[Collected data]
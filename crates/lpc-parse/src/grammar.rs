use lpc_ast::{NodeId, NodeKind};
use lpc_tokenizer::SyntaxKind::{self, *};
use lpc_tokenizer::Token;

use crate::parser::{Parser, Result};

mod collections;
mod exprs;
mod items;
mod stmts;

/// Where a statement list lives. Only the file scope may define functions
/// without a return type.
#[derive(Debug, Clone, Copy, PartialEq, Eq)]
pub(crate) enum Context {
    Root,
    Block,
}

pub(crate) fn source_file(p: &mut Parser<'_>) -> Result<Vec<NodeId>> {
    let roots = statement_list(p, Context::Root, &[])?;

    let eof = p.raw();
    if let Some(message) = eof.error {
        return Err(lpc_errors::ParseError::new(message, eof.range));
    }
    if eof.kind != EOF {
        return Err(p.unexpected());
    }
    Ok(roots)
}

/// Statements up to (not including) one of `closers`, with comments and
/// blank lines placed as siblings or suffixes.
pub(crate) fn statement_list(
    p: &mut Parser<'_>,
    ctx: Context,
    closers: &[SyntaxKind],
) -> Result<Vec<NodeId>> {
    let mut items: Vec<NodeId> = Vec::new();

    loop {
        let token = p.raw();
        match token.kind {
            LINE_COMMENT | BLOCK_COMMENT => {
                let owner = items.last().copied().filter(|&last| {
                    !p.on_own_line()
                        && !p.has_suffix(last)
                        && !matches!(p.kind(last), NodeKind::BlankLine)
                });
                let comment = p.comment();
                match owner {
                    Some(owner) => p.set_suffix(owner, comment),
                    None => items.push(comment),
                }
            }
            BLANK_LINES => {
                p.bump_raw();
                let after_blank =
                    items.last().is_some_and(|&last| matches!(p.kind(last), NodeKind::BlankLine));
                if !items.is_empty() && !after_blank {
                    items.push(p.alloc(NodeKind::BlankLine, token.range));
                }
            }
            SEMICOLON => {
                p.bump()?;
            }
            EOF => break,
            kind if closers.contains(&kind) => break,
            _ => {
                let stmt = stmts::statement(p, ctx)?;
                items.push(stmt);
                let rest = p.flush_pending(stmt);
                items.extend(rest);
            }
        }
    }

    while items.last().is_some_and(|&last| matches!(p.kind(last), NodeKind::BlankLine)) {
        items.pop();
    }
    Ok(items)
}

/// Comma-separated items after an already consumed opener, up to `ket`.
/// Comments become suffixes of the item they follow on the same line, or
/// items of their own. Preprocessor lines are items without a separator.
pub(crate) fn delimited(
    p: &mut Parser<'_>,
    ket: SyntaxKind,
    ket_text: &str,
    mut item: impl FnMut(&mut Parser<'_>) -> Result<NodeId>,
) -> Result<(Vec<NodeId>, Token)> {
    let mut items: Vec<NodeId> = Vec::new();

    loop {
        match p.raw().kind {
            LINE_COMMENT | BLOCK_COMMENT => {
                let owner = items
                    .last()
                    .copied()
                    .filter(|&last| !p.on_own_line() && !p.has_suffix(last));
                let comment = p.comment();
                match owner {
                    Some(owner) => p.set_suffix(owner, comment),
                    None => items.push(comment),
                }
                continue;
            }
            BLANK_LINES => {
                p.bump_raw();
                continue;
            }
            _ => {}
        }

        match p.peek_kind() {
            kind if kind == ket => break,
            COMMA => return Err(p.unexpected()),
            DIRECTIVE => {
                items.push(items::directive(p)?);
                continue;
            }
            _ => {}
        }

        let id = item(p)?;
        items.push(id);

        let separator = p.peek_kind();
        let rest = p.flush_pending(id);
        items.extend(rest);

        match separator {
            COMMA => {
                p.bump()?;
            }
            kind if kind == ket => break,
            DIRECTIVE => {}
            _ => return Err(p.unexpected_with(&format!("expected `,` or {ket_text}"))),
        }
    }

    let close = p.expect(ket, ket_text)?;
    Ok((items, close))
}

▶ **Instructions for the task**
All of the data shown above should be printed exactly as given.

▶ **Response area**
filename crates/lpc-parse/src/grammar.rs
use lpc_ast::{NodeId, NodeKind};
use lpc_tokenizer::SyntaxKind::{self, *};
use lpc_tokenizer::Token;

use crate::parser::{Parser, Result};

mod collections;
mod exprs;
mod items;
mod stmts;

/// Where a statement list lives. Only the file scope may define functions
/// without a return type.
#[derive(Debug, Clone, Copy, PartialEq, Eq)]
pub(crate) enum Context {
    Root,
    Block,
}

pub(crate) fn source_file(p: &mut Parser<'_>) -> Result<Vec<NodeId>> {
    let roots = statement_list(p, Context::Root, &[])?;

    let eof = p.raw();
    if let Some(message) = eof.error {
        return Err(lpc_errors::ParseError::new(message, eof.range));
    }
    if eof.kind != EOF {
        return Err(p.unexpected());
    }
    Ok(roots)
}

/// Statements up to (not including) one of `closers`, with comments and
/// blank lines placed as siblings or suffixes.
pub(crate) fn statement_list(
    p: &mut Parser<'_>,
    ctx: Context,
    closers: &[SyntaxKind],
) -> Result<Vec<NodeId>> {
    let mut items: Vec<NodeId> = Vec::new();

    loop {
        let token = p.raw();
        match token.kind {
            LINE_COMMENT | BLOCK_COMMENT => {
                let owner = items.last().copied().filter(|&last| {
                    !p.on_own_line()
                        && !p.has_suffix(last)
                        && !matches!(p.kind(last), NodeKind::BlankLine)
                });
                let comment = p.comment();
                match owner {
                    Some(owner) => p.set_suffix(owner, comment),
                    None => items.push(comment),
                }
            }
            BLANK_LINES => {
                p.bump_raw();
                let after_blank =
                    items.last().is_some_and(|&last| matches!(p.kind(last), NodeKind::BlankLine));
                if !items.is_empty() && !after_blank {
                    items.push(p.alloc(NodeKind::BlankLine, token.range));
                }
            }
            SEMICOLON => {
                p.bump()?;
            }
            EOF => break,
            kind if closers.contains(&kind) => break,
            _ => {
                let stmt = stmts::statement(p, ctx)?;
                items.push(stmt);
                let rest = p.flush_pending(stmt);
                items.extend(rest);
            }
        }
    }

    while items.last().is_some_and(|&last| matches!(p.kind(last), NodeKind::BlankLine)) {
        items.pop();
    }
    Ok(items)
}

/// Comma-separated items after an already consumed opener, up to `ket`.
/// Comments become suffixes of the item they follow on the same line, or
/// items of their own. Preprocessor lines are items without a separator.
pub(crate) fn delimited(
    p: &mut Parser<'_>,
    ket: SyntaxKind,
    ket_text: &str,
    mut item: impl FnMut(&mut Parser<'_>) -> Result<NodeId>,
) -> Result<(Vec<NodeId>, Token)> {
    let mut items: Vec<NodeId> = Vec::new();

    loop {
        match p.raw().kind {
            LINE_COMMENT | BLOCK_COMMENT => {
                let owner = items
                    .last()
                    .copied()
                    .filter(|&last| !p.on_own_line() && !p.has_suffix(last));
                let comment = p.comment();
                match owner {
                    Some(owner) => p.set_suffix(owner, comment),
                    None => items.push(comment),
                }
                continue;
            }
            BLANK_LINES => {
                p.bump_raw();
                continue;
            }
            _ => {}
        }

        match p.peek_kind() {
            kind if kind == ket => break,
            COMMA => return Err(p.unexpected()),
            DIRECTIVE => {
                items.push(items::directive(p)?);
                continue;
            }
            _ => {}
        }

        let id = item(p)?;
        items.push(id);

        let separator = p.peek_kind();
        let rest = p.flush_pending(id);
        items.extend(rest);

        match separator {
            COMMA => {
                p.bump()?;
            }
            kind if kind == ket => break,
            DIRECTIVE => {}
            _ => return Err(p.unexpected_with(&format!("expected `,` or {ket_text}"))),
        }
    }

    let close = p.expect(ket, ket_text)?;
    Ok((items, close))
}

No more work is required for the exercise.